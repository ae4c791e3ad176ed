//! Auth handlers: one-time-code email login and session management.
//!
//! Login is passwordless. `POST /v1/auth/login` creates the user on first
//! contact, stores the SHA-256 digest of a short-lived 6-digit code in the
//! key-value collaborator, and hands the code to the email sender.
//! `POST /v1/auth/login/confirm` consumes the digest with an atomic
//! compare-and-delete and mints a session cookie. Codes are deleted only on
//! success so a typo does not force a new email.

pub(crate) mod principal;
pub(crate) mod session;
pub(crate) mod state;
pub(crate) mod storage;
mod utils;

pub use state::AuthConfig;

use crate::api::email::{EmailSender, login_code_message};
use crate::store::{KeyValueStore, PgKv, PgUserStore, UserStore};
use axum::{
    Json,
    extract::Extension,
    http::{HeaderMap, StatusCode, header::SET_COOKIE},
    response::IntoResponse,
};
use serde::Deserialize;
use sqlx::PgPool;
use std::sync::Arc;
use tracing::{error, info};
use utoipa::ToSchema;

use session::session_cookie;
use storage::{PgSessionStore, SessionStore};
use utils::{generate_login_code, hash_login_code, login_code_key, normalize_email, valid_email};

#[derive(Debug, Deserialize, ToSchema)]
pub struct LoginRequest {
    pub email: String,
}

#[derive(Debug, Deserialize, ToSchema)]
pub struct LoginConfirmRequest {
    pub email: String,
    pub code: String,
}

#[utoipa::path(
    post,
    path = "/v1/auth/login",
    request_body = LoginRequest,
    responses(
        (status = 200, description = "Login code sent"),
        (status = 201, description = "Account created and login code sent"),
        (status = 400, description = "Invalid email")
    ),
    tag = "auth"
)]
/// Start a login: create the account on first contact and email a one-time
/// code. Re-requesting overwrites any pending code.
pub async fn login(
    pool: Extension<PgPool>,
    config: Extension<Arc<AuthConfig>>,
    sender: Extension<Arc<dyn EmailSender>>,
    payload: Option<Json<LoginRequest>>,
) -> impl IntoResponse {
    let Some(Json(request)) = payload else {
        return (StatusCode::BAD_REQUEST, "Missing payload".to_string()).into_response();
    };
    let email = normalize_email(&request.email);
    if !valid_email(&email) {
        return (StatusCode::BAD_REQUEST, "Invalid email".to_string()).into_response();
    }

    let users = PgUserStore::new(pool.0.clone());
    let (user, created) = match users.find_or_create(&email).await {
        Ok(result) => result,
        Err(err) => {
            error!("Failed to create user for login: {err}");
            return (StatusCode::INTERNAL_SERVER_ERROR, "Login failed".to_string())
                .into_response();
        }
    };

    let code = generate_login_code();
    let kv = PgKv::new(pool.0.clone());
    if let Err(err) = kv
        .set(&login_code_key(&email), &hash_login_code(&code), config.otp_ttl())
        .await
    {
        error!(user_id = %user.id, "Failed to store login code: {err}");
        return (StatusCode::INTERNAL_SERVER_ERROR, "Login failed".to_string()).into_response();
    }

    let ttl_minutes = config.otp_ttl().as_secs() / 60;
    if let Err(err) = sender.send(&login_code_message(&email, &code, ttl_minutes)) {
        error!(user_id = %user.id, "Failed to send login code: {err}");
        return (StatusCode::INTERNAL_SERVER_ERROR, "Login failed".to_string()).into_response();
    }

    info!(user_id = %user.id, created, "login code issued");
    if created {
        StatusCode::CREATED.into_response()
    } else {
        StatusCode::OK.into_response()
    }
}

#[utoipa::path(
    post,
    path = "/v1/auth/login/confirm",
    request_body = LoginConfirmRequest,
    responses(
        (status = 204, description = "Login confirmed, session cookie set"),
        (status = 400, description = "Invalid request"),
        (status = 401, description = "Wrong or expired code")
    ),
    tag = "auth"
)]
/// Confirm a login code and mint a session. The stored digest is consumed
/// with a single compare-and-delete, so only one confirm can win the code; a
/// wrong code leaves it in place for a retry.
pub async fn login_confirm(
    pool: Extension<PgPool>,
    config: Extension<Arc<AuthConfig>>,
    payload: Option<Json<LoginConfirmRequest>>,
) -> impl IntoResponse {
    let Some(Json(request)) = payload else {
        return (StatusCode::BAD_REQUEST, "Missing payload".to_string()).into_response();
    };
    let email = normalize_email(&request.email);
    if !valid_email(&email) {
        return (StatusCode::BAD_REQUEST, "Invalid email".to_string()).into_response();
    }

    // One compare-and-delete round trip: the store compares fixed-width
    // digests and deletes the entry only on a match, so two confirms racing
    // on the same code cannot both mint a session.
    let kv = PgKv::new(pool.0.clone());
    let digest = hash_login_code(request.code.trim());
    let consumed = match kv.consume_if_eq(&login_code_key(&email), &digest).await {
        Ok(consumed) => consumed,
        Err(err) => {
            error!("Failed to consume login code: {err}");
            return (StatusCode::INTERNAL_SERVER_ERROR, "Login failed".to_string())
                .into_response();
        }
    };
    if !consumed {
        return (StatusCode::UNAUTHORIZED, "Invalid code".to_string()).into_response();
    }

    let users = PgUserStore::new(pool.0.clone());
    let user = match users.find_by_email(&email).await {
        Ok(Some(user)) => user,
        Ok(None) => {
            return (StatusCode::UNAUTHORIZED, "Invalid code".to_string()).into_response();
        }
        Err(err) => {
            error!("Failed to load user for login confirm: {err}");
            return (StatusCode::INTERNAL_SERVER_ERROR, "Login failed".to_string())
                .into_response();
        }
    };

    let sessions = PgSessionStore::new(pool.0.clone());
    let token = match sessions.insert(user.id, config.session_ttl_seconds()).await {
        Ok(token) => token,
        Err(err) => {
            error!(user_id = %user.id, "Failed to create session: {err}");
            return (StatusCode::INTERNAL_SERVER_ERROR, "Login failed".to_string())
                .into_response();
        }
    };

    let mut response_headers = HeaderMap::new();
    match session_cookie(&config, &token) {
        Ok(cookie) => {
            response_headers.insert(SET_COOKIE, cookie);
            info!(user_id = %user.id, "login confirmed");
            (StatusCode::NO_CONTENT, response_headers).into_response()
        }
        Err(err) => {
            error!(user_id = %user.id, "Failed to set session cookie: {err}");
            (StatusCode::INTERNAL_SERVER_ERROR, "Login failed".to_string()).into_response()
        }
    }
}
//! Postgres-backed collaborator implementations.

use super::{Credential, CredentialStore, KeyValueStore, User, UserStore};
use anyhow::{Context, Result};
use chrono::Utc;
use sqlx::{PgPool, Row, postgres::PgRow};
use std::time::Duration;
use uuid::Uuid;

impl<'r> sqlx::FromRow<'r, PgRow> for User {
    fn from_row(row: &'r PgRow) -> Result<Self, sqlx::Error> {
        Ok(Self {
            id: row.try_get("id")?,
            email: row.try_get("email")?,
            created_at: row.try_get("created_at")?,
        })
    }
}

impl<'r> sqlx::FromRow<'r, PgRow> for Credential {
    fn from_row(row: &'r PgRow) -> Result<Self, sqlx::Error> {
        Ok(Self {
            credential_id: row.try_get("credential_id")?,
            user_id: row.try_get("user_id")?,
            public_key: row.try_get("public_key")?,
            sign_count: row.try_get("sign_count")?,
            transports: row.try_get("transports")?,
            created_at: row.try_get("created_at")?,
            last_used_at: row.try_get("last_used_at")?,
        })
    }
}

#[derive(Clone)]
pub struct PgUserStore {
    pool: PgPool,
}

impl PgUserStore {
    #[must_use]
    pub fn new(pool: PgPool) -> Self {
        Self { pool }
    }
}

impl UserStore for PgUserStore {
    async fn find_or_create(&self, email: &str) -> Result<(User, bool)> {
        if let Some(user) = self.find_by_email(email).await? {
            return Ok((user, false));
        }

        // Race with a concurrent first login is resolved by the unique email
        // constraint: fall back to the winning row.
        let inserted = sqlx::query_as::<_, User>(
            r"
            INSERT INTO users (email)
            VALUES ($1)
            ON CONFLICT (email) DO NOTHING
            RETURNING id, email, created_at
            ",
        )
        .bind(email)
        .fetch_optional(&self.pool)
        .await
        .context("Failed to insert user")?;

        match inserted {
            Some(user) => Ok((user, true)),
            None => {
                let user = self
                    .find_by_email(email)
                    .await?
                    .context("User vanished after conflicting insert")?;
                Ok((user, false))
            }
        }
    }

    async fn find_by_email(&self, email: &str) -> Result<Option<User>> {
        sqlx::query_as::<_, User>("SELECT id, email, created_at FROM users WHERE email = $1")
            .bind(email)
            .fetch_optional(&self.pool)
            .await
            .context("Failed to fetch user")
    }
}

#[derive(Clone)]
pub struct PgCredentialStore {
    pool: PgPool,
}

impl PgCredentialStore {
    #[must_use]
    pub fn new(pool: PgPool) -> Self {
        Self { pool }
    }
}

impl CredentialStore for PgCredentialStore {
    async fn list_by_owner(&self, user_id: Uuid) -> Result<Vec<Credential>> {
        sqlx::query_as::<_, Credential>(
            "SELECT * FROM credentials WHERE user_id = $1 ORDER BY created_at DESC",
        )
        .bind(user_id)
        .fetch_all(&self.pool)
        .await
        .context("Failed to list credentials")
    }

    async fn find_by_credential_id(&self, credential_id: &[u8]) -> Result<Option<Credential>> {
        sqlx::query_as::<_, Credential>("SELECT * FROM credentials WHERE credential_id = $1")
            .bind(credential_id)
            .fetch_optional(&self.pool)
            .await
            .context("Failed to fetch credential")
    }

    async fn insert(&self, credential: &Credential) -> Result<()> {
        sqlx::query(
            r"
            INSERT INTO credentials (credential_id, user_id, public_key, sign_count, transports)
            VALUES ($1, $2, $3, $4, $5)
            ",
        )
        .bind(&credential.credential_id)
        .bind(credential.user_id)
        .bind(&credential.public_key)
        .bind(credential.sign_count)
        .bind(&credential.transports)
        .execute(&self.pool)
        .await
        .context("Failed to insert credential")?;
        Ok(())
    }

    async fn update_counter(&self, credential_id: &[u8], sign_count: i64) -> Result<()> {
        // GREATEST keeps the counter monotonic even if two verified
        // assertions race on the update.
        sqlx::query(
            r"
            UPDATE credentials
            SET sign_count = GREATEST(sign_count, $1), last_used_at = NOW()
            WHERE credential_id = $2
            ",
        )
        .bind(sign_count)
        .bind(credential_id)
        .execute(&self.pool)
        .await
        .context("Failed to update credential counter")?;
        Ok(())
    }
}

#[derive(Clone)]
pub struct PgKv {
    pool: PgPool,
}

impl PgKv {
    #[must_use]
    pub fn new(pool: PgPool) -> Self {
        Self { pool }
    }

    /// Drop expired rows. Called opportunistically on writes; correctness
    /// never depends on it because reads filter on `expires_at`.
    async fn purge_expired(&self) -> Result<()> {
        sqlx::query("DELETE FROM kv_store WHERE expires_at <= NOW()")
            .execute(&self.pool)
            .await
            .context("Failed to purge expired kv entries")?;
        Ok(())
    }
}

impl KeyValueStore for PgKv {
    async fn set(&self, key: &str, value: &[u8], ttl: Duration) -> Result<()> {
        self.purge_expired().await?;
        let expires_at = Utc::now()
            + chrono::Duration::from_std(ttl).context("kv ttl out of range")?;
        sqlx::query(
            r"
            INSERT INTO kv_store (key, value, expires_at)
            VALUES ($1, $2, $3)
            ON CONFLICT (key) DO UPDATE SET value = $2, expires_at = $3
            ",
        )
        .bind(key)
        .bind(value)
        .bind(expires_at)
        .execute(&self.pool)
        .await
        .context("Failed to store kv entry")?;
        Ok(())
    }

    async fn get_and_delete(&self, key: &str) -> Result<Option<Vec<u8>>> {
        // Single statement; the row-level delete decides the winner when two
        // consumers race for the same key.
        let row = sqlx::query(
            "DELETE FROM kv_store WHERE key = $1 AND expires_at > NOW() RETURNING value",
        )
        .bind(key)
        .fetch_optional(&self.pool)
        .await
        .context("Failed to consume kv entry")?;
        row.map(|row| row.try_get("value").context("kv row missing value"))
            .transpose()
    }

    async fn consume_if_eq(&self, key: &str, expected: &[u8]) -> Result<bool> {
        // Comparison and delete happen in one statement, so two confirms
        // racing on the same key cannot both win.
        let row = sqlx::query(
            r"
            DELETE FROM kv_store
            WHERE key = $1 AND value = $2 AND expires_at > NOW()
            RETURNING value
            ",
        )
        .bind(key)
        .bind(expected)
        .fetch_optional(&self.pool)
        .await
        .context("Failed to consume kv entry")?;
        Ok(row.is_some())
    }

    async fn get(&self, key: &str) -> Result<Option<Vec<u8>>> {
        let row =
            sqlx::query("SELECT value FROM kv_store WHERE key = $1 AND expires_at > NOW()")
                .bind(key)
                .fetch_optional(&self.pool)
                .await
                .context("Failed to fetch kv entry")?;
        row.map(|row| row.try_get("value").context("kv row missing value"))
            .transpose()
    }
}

#####

• [Problem details]:
Go through the entries above and copy each line with "expected" in it.

• [Exercise answer]:
    async fn consume_if_eq(&self, key: &str, expected: &[u8]) -> Result<bool> {
        .bind(expected)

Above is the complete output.